Anyway, I was very productive until…it happened. Tall and lanky Mrs. Duffy, in her white blouse and A-line tweed skirt, stood in front of the class and began to read a student’s essay aloud. It was mine. Gulp.
I sat up straight darting my eyes from side-to-side wondering if the kids in class were looking at me. My heart was pounding. “Do they know it’s mine? Why is she doing this to me?” I thought.
As she continued to read, panic shifted into calmness. I was ok. Quite ok.
After class, friends said some nice things. That was good, too.

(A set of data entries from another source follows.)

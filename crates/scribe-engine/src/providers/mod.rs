//! Production implementations of the collaborator traits.
//!
//! Real providers back headless runs; the in-memory and logging providers
//! stand in for host surfaces (clipboard, editor) that a headless process
//! does not have.

mod macros;
mod shell;
mod stubs;
mod vault;

pub use macros::SystemClock;
pub use shell::ShellCommandRunner;
pub use stubs::{InMemoryClipboard, StaticEditor, TracingNotifier};
pub use vault::LocalVault;
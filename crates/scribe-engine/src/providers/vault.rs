//! Local-filesystem vault backed by `tokio::fs`.

use std::io;
use std::path::{Component, Path, PathBuf};

use async_trait::async_trait;

use crate::traits::VaultOps;

/// A vault rooted at a local directory. Every path is confined to the
/// root; references that escape it resolve to `None`.
pub struct LocalVault {
    root: PathBuf,
}

impl LocalVault {
    /// Create a vault over the given root directory.
    pub fn new(root: impl Into<PathBuf>) -> Self {
        Self { root: root.into() }
    }

    fn absolute(&self, path: &str) -> PathBuf {
        self.root.join(path)
    }
}

/// Normalize a reference to a clean relative path, or `None` when it is
/// absolute, empty, or climbs out of the root.
fn normalize(reference: &str) -> Option<String> {
    let path = Path::new(reference.trim());
    let mut parts: Vec<&str> = Vec::new();

    for component in path.components() {
        match component {
            Component::Normal(part) => parts.push(part.to_str()?),
            Component::CurDir => {}
            Component::ParentDir => {
                if parts.pop().is_none() {
                    return None;
                }
            }
            Component::RootDir | Component::Prefix(_) => return None,
        }
    }

    (!parts.is_empty()).then(|| parts.join("/"))
}

#[async_trait]
impl VaultOps for LocalVault {
    fn exists(&self, path: &str) -> bool {
        self.absolute(path).is_file()
    }

    async fn read(&self, path: &str) -> Result<String, io::Error> {
        tokio::fs::read_to_string(self.absolute(path)).await
    }

    async fn write(&self, path: &str, content: &str) -> Result<(), io::Error> {
        let absolute = self.absolute(path);
        if let Some(parent) = absolute.parent() {
            tokio::fs::create_dir_all(parent).await?;
        }
        tokio::fs::write(absolute, content).await
    }

    async fn create_dir_all(&self, path: &str) -> Result<(), io::Error> {
        tokio::fs::create_dir_all(self.absolute(path)).await
    }

    fn resolve_path(&self, reference: &str) -> Option<String> {
        normalize(reference)
    }
}
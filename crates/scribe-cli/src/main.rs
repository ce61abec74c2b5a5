//! # scribe-cli
//!
//! Headless runner for Scribe form workflows: loads a form configuration,
//! wires the production collaborators over a local vault, and submits it.

#![deny(unsafe_code)]

use std::collections::HashMap;
use std::path::{Path, PathBuf};
use std::sync::Arc;

use anyhow::{Context, Result, bail};
use clap::{Parser, Subcommand};
use scribe_core::{FieldValue, FormConfig};
use scribe_engine::actions::default_handler_set;
use scribe_engine::chain::ActionChain;
use scribe_engine::providers::{
    InMemoryClipboard, LocalVault, ShellCommandRunner, StaticEditor, SystemClock,
};
use scribe_engine::traits::{Collaborators, NoticeKind, Notifier};
use scribe_engine::{FormRunner, context};
use scribe_llm::{ChatClient, ChatRequest, ChatResponse, HttpChatClient, ModelConfig};
use scribe_settings::{ModelSettings, ScribeSettings};
use tracing_subscriber::EnvFilter;

/// Scribe form workflow runner.
#[derive(Parser, Debug)]
#[command(name = "scribe", about = "Run declarative document workflows against a vault")]
struct Cli {
    /// Path to the settings file (defaults to `~/.scribe/settings.json`).
    #[arg(long, global = true)]
    settings: Option<PathBuf>,

    /// Vault root directory (overrides settings).
    #[arg(long, global = true)]
    vault: Option<PathBuf>,

    #[command(subcommand)]
    command: Command,
}

#[derive(Subcommand, Debug)]
enum Command {
    /// Run a form configuration.
    Run {
        /// Path to the form configuration JSON.
        form: PathBuf,
        /// Field values as `Label=value` (repeatable). Values parse as
        /// JSON where possible, otherwise as plain text.
        #[arg(long = "set", value_name = "LABEL=VALUE")]
        sets: Vec<String>,
    },
    /// Validate a form configuration without running it.
    Validate {
        /// Path to the form configuration JSON.
        form: PathBuf,
    },
    /// Print a summary of a form configuration.
    Show {
        /// Path to the form configuration JSON.
        form: PathBuf,
    },
}

/// Notifier that prints to the terminal.
struct ConsoleNotifier;

impl Notifier for ConsoleNotifier {
    fn notify(&self, message: &str, kind: NoticeKind) {
        match kind {
            NoticeKind::Error => eprintln!("error: {message}"),
            NoticeKind::Success | NoticeKind::Info => println!("{message}"),
        }
    }
}

/// Chat client used when no AI model is configured; every call fails with
/// a pointer to the settings file.
struct UnconfiguredChat;

#[async_trait::async_trait]
impl ChatClient for UnconfiguredChat {
    async fn call(&self, _request: ChatRequest) -> ChatResponse {
        ChatResponse::failure("no AI model configured (add one under ai.models in settings)")
    }
}

fn load_form(path: &Path) -> Result<FormConfig> {
    let raw = std::fs::read_to_string(path)
        .with_context(|| format!("failed to read form config: {}", path.display()))?;
    serde_json::from_str(&raw)
        .with_context(|| format!("failed to parse form config: {}", path.display()))
}

fn load_settings(cli: &Cli) -> Result<ScribeSettings> {
    let mut settings = match &cli.settings {
        Some(path) => scribe_settings::load_settings_from_path(path)
            .with_context(|| format!("failed to load settings: {}", path.display()))?,
        None => scribe_settings::load_settings().context("failed to load settings")?,
    };
    if let Some(vault) = &cli.vault {
        settings.vault.root = vault.display().to_string();
    }
    Ok(settings)
}

/// Pick the chat model: the configured default, else the first entry.
fn select_model(settings: &ScribeSettings) -> Option<&ModelSettings> {
    let models = &settings.ai.models;
    if let Some(default_id) = &settings.ai.default_model {
        if let Some(model) = models.iter().find(|m| &m.id == default_id) {
            return Some(model);
        }
    }
    models.first()
}

fn build_chat(settings: &ScribeSettings) -> Result<Arc<dyn ChatClient>> {
    match select_model(settings) {
        Some(model) => {
            let config = ModelConfig {
                base_url: model.base_url.clone(),
                model_name: model.model_name.clone(),
                api_key: model.resolve_api_key(),
                max_output_tokens: model.max_output_tokens,
            };
            Ok(Arc::new(HttpChatClient::new(config)?))
        }
        None => Ok(Arc::new(UnconfiguredChat)),
    }
}

fn build_collaborators(settings: &ScribeSettings) -> Result<Collaborators> {
    Ok(Collaborators {
        vault: Arc::new(LocalVault::new(settings.vault.root.clone())),
        clipboard: Arc::new(InMemoryClipboard::new()),
        editor: Arc::new(StaticEditor::default()),
        commands: Arc::new(ShellCommandRunner::new(
            settings.commands.registered.clone(),
            settings.vault.root.clone(),
        )),
        chat: build_chat(settings)?,
        macros: Arc::new(SystemClock),
        notifier: Arc::new(ConsoleNotifier),
    })
}

/// Parse `Label=value` pairs into an id-keyed value map.
fn parse_sets(config: &FormConfig, sets: &[String]) -> Result<HashMap<String, FieldValue>> {
    let mut id_values = HashMap::new();
    for entry in sets {
        let Some((label, raw)) = entry.split_once('=') else {
            bail!("invalid --set '{entry}', expected LABEL=VALUE");
        };
        let field = config
            .field_by_label(label)
            .or_else(|| config.field_by_id(label))
            .with_context(|| format!("no field labelled '{label}'"))?;
        let value = serde_json::from_str::<FieldValue>(raw)
            .unwrap_or_else(|_| FieldValue::Text(raw.to_string()));
        let _ = id_values.insert(field.id.clone(), value);
    }
    Ok(id_values)
}

async fn run_form(settings: &ScribeSettings, form_path: &Path, sets: &[String]) -> Result<()> {
    let config = Arc::new(load_form(form_path)?);
    let collaborators = build_collaborators(settings)?;
    let runner = FormRunner::new(&collaborators, settings.ai.clone());

    let ctx = if sets.is_empty() && config.auto_submit && context::all_fields_defaulted(&config) {
        runner.submit_with_defaults(config).await?
    } else {
        let id_values = parse_sets(&config, sets)?;
        runner.submit(config, id_values).await?
    };

    if !ctx.output_variables.is_empty() {
        let rendered = serde_json::to_string_pretty(&ctx.output_variables)?;
        println!("{rendered}");
    }
    Ok(())
}

fn validate_form(settings: &ScribeSettings, form_path: &Path) -> Result<()> {
    let config = load_form(form_path)?;
    let collaborators = build_collaborators(settings)?;
    let handlers = Arc::new(default_handler_set(&collaborators, settings.ai.clone()));
    let chain = ActionChain::new(config.actions.clone(), handlers);

    chain.validate()?;
    println!(
        "{}: {} fields, {} actions, ok",
        config.id,
        config.fields.len(),
        config.actions.len()
    );
    Ok(())
}

fn show_form(form_path: &Path) -> Result<()> {
    let config = load_form(form_path)?;
    println!("form {}", config.id);
    println!(
        "  auto submit: {}, submit message: {}",
        config.auto_submit, config.show_submit_message
    );
    println!("  fields:");
    for field in &config.fields {
        let required = if field.required { " (required)" } else { "" };
        println!("    {} [{}]{required}", field.label, field.id);
    }
    println!("  actions:");
    for (index, action) in config.actions.iter().enumerate() {
        let gated = if action.condition.is_some() {
            " (conditional)"
        } else {
            ""
        };
        println!("    {}. {}{gated}", index + 1, action.kind.tag());
    }
    Ok(())
}

#[tokio::main]
async fn main() -> Result<()> {
    tracing_subscriber::fmt()
        .with_env_filter(EnvFilter::from_default_env())
        .with_writer(std::io::stderr)
        .init();

    let cli = Cli::parse();
    let settings = load_settings(&cli)?;

    match &cli.command {
        Command::Run { form, sets } => run_form(&settings, form, sets).await,
        Command::Validate { form } => {
            validate_form(&settings, form)?;
            Ok(())
        }
        Command::Show { form } => show_form(form),
    }
}
//! Taskwatch: task list change monitor
//!
//! A library for polling a remote newline-delimited task list,
//! detecting content changes, and notifying subscribers.

pub mod broadcast;
pub mod config;
pub mod monitor;
pub mod notify;
pub mod registry;
pub mod source;
pub mod tasks;
pub mod transport;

I don’t know what happened to the pile of pink eraser shavings on my desk, but I do remember that hearing my essay read aloud felt…well…right. Not right because Mrs. Duffy thought it was worth reading, but because I knew in that moment that writing was right for me. Today, the adult me calls that a recognition of my authentic self. Moral of the story…we really do know what is right for us.
What was my essay about? I personified sand. Yes, sand. If a grain of sand on the beach could talk, what would it say? Stop laughing. It was fifth grade.
While I don’t think Mrs. Duffy thought about me much as she continued her career, I sure thought about her as I grew into mine.
So how about you? Can you recall a moment in your life when you knew what was right for you?